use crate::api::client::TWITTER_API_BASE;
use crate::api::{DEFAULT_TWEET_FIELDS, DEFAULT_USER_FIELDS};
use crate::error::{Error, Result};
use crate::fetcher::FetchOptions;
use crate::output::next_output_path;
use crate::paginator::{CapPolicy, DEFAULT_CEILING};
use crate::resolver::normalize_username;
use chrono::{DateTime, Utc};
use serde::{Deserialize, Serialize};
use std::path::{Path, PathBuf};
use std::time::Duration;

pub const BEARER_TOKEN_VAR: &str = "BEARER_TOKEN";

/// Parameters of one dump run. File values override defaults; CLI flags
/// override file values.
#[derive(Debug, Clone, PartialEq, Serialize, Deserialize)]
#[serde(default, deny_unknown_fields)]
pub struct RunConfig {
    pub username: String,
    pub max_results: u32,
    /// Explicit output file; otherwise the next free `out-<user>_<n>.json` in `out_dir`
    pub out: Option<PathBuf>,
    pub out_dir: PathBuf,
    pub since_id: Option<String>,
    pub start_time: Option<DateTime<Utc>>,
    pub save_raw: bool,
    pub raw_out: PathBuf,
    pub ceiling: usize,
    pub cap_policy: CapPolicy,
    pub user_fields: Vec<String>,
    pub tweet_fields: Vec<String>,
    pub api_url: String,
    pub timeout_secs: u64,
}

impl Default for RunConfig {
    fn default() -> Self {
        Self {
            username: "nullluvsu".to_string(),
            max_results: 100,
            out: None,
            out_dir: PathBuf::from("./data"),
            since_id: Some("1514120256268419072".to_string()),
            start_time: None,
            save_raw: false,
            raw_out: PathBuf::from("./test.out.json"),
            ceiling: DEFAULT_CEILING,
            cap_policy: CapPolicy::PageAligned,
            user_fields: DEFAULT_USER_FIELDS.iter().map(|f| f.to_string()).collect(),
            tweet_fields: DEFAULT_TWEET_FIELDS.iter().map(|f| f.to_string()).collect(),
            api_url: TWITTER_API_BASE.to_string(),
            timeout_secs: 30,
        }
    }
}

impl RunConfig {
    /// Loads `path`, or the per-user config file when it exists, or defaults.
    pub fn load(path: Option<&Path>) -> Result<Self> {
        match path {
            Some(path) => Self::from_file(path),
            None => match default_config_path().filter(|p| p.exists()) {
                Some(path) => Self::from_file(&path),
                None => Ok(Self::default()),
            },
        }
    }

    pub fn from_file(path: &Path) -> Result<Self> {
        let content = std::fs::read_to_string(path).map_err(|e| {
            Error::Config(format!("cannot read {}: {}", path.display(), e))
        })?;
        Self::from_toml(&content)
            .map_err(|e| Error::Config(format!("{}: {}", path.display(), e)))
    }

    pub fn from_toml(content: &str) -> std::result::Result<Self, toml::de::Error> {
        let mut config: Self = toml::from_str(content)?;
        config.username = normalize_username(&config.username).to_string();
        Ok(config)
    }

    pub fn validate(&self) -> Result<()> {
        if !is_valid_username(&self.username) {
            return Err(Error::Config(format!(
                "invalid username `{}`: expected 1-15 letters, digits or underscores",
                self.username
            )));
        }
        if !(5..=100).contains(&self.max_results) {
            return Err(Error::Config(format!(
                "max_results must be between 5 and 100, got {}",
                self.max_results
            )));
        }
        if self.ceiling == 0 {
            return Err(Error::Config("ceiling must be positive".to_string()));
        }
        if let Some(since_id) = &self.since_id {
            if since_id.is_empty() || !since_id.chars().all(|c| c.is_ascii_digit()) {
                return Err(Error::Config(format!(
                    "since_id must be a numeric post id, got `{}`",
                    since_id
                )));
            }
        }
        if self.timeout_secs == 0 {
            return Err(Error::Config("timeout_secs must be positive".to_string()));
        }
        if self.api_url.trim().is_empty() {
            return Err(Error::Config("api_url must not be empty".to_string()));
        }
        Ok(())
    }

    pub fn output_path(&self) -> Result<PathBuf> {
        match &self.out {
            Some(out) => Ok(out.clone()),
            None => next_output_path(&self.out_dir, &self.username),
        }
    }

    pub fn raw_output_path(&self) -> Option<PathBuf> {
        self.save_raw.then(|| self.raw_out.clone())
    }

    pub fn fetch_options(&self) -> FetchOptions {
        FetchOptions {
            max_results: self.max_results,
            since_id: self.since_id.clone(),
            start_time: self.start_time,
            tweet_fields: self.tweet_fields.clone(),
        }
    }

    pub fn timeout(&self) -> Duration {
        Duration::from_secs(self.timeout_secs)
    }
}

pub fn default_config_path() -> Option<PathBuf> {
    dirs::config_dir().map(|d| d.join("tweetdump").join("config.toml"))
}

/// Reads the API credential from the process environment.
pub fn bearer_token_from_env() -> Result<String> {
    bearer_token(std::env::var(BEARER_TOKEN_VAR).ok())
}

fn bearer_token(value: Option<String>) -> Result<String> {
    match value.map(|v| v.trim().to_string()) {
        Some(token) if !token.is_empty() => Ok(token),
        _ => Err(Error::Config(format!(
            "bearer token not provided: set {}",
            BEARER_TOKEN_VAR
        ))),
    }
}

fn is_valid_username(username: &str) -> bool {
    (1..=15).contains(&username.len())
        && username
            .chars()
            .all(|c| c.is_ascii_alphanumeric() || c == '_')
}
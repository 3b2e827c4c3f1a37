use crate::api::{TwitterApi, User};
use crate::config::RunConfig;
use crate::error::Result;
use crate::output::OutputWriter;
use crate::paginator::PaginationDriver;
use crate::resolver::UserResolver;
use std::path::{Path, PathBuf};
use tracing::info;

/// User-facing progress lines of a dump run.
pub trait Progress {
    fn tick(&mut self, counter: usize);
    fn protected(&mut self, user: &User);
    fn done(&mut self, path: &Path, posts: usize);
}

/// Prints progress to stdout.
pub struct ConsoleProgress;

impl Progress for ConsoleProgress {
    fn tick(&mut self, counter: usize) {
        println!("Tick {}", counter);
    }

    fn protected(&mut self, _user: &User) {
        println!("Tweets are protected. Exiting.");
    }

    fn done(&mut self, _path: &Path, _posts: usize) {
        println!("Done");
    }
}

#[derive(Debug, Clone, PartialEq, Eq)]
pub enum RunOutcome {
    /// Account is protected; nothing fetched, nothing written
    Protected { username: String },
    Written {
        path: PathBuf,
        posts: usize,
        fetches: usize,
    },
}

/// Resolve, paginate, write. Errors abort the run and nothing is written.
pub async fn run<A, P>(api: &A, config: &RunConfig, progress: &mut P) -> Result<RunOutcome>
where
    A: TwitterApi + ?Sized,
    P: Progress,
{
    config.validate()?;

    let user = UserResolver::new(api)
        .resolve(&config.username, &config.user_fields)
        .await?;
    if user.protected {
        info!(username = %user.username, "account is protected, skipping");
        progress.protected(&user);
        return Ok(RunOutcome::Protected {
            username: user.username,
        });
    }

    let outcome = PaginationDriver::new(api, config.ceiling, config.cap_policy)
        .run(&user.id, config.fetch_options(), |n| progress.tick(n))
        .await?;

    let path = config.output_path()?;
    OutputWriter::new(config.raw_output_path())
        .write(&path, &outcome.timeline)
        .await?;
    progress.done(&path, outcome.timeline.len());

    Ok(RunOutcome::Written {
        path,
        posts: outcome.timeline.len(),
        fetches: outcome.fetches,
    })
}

> _The problem_
Give back, unchanged, every line from the one with "fn done(&mut self, path: &Path, posts: usize);" to the end of the entries above.

> _Written reply_
    fn done(&mut self, path: &Path, posts: usize);
}

/// Prints progress to stdout.
pub struct ConsoleProgress;

impl Progress for ConsoleProgress {
    fn tick(&mut self, counter: usize) {
        println!("Tick {}", counter);
    }

    fn protected(&mut self, _user: &User) {
        println!("Tweets are protected. Exiting.");
    }

    fn done(&mut self, _path: &Path, _posts: usize) {
        println!("Done");
    }
}

#[derive(Debug, Clone, PartialEq, Eq)]
pub enum RunOutcome {
    /// Account is protected; nothing fetched, nothing written
    Protected { username: String },
    Written {
        path: PathBuf,
        posts: usize,
        fetches: usize,
    },
}

/// Resolve, paginate, write. Errors abort the run and nothing is written.
pub async fn run<A, P>(api: &A, config: &RunConfig, progress: &mut P) -> Result<RunOutcome>
where
    A: TwitterApi + ?Sized,
    P: Progress,
{
    config.validate()?;

    let user = UserResolver::new(api)
        .resolve(&config.username, &config.user_fields)
        .await?;
    if user.protected {
        info!(username = %user.username, "account is protected, skipping");
        progress.protected(&user);
        return Ok(RunOutcome::Protected {
            username: user.username,
        });
    }

    let outcome = PaginationDriver::new(api, config.ceiling, config.cap_policy)
        .run(&user.id, config.fetch_options(), |n| progress.tick(n))
        .await?;

    let path = config.output_path()?;
    OutputWriter::new(config.raw_output_path())
        .write(&path, &outcome.timeline)
        .await?;
    progress.done(&path, outcome.timeline.len());

    Ok(RunOutcome::Written {
        path,
        posts: outcome.timeline.len(),
        fetches: outcome.fetches,
    })
}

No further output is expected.